Exercise goal >> Exactly as written, output each of the entries below.

Source material >>
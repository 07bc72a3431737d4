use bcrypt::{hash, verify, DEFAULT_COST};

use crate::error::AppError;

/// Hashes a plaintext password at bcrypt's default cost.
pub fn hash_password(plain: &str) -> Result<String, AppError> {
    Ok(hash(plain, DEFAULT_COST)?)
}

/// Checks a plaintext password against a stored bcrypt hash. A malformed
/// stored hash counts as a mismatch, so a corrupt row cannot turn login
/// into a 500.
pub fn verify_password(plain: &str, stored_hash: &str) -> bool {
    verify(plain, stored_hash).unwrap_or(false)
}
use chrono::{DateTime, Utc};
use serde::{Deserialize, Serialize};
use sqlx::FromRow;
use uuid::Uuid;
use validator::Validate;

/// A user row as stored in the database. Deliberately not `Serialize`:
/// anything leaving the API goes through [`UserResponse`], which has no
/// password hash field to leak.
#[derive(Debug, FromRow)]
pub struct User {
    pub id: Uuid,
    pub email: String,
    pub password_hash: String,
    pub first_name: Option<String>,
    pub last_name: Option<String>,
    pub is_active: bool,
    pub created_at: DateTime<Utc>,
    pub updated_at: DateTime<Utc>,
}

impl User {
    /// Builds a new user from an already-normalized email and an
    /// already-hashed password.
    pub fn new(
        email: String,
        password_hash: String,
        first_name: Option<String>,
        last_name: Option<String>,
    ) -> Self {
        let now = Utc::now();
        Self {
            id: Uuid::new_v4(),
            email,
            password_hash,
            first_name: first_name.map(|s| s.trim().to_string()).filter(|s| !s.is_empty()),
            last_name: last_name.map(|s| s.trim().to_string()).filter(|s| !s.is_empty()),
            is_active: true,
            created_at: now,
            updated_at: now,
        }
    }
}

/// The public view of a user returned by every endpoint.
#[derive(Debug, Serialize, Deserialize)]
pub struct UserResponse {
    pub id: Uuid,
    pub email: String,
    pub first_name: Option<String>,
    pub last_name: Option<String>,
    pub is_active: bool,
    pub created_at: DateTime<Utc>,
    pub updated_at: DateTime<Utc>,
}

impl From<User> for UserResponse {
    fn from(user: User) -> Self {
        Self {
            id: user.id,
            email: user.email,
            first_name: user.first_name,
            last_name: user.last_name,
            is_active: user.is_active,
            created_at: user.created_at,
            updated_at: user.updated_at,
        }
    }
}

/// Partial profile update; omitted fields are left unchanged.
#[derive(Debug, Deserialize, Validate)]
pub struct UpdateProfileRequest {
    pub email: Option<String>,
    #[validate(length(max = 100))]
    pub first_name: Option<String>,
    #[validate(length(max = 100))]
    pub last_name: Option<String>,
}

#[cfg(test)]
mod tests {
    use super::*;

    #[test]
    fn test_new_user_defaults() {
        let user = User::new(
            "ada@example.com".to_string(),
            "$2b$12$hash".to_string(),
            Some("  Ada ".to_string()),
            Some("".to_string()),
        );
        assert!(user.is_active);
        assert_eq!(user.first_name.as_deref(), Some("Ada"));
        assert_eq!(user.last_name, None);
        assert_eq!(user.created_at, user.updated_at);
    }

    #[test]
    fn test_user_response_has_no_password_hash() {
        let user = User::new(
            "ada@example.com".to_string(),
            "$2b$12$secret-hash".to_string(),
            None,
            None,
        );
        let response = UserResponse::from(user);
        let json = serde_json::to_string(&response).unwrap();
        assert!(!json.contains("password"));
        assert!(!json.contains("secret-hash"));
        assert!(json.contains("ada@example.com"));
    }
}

Solution to this task >>
repository 07bc72a3431737d4
use bcrypt::{hash, verify, DEFAULT_COST};

use crate::error::AppError;

/// Hashes a plaintext password at bcrypt's default cost.
pub fn hash_password(plain: &str) -> Result<String, AppError> {
    Ok(hash(plain, DEFAULT_COST)?)
}

/// Checks a plaintext password against a stored bcrypt hash. A malformed
/// stored hash counts as a mismatch, so a corrupt row cannot turn login
/// into a 500.
pub fn verify_password(plain: &str, stored_hash: &str) -> bool {
    verify(plain, stored_hash).unwrap_or(false)
}
use chrono::{DateTime, Utc};
use serde::{Deserialize, Serialize};
use sqlx::FromRow;
use uuid::Uuid;
use validator::Validate;

/// A user row as stored in the database. Deliberately not `Serialize`:
/// anything leaving the API goes through [`UserResponse`], which has no
/// password hash field to leak.
#[derive(Debug, FromRow)]
pub struct User {
    pub id: Uuid,
    pub email: String,
    pub password_hash: String,
    pub first_name: Option<String>,
    pub last_name: Option<String>,
    pub is_active: bool,
    pub created_at: DateTime<Utc>,
    pub updated_at: DateTime<Utc>,
}

impl User {
    /// Builds a new user from an already-normalized email and an
    /// already-hashed password.
    pub fn new(
        email: String,
        password_hash: String,
        first_name: Option<String>,
        last_name: Option<String>,
    ) -> Self {
        let now = Utc::now();
        Self {
            id: Uuid::new_v4(),
            email,
            password_hash,
            first_name: first_name.map(|s| s.trim().to_string()).filter(|s| !s.is_empty()),
            last_name: last_name.map(|s| s.trim().to_string()).filter(|s| !s.is_empty()),
            is_active: true,
            created_at: now,
            updated_at: now,
        }
    }
}

/// The public view of a user returned by every endpoint.
#[derive(Debug, Serialize, Deserialize)]
pub struct UserResponse {
    pub id: Uuid,
    pub email: String,
    pub first_name: Option<String>,
    pub last_name: Option<String>,
    pub is_active: bool,
    pub created_at: DateTime<Utc>,
    pub updated_at: DateTime<Utc>,
}

impl From<User> for UserResponse {
    fn from(user: User) -> Self {
        Self {
            id: user.id,
            email: user.email,
            first_name: user.first_name,
            last_name: user.last_name,
            is_active: user.is_active,
            created_at: user.created_at,
            updated_at: user.updated_at,
        }
    }
}

/// Partial profile update; omitted fields are left unchanged.
#[derive(Debug, Deserialize, Validate)]
pub struct UpdateProfileRequest {
    pub email: Option<String>,
    #[validate(length(max = 100))]
    pub first_name: Option<String>,
    #[validate(length(max = 100))]
    pub last_name: Option<String>,
}

#[cfg(test)]
mod tests {
    use super::*;

    #[test]
    fn test_new_user_defaults() {
        let user = User::new(
            "ada@example.com".to_string(),
            "$2b$12$hash".to_string(),
            Some("  Ada ".to_string()),
            Some("".to_string()),
        );
        assert!(user.is_active);
        assert_eq!(user.first_name.as_deref(), Some("Ada"));
        assert_eq!(user.last_name, None);
        assert_eq!(user.created_at, user.updated_at);
    }

    #[test]
    fn test_user_response_has_no_password_hash() {
        let user = User::new(
            "ada@example.com".to_string(),
            "$2b$12$secret-hash".to_string(),
            None,
            None,
        );
        let response = UserResponse::from(user);
        let json = serde_json::to_string(&response).unwrap();
        assert!(!json.contains("password"));
        assert!(!json.contains("secret-hash"));
        assert!(json.contains("ada@example.com"));
    }
}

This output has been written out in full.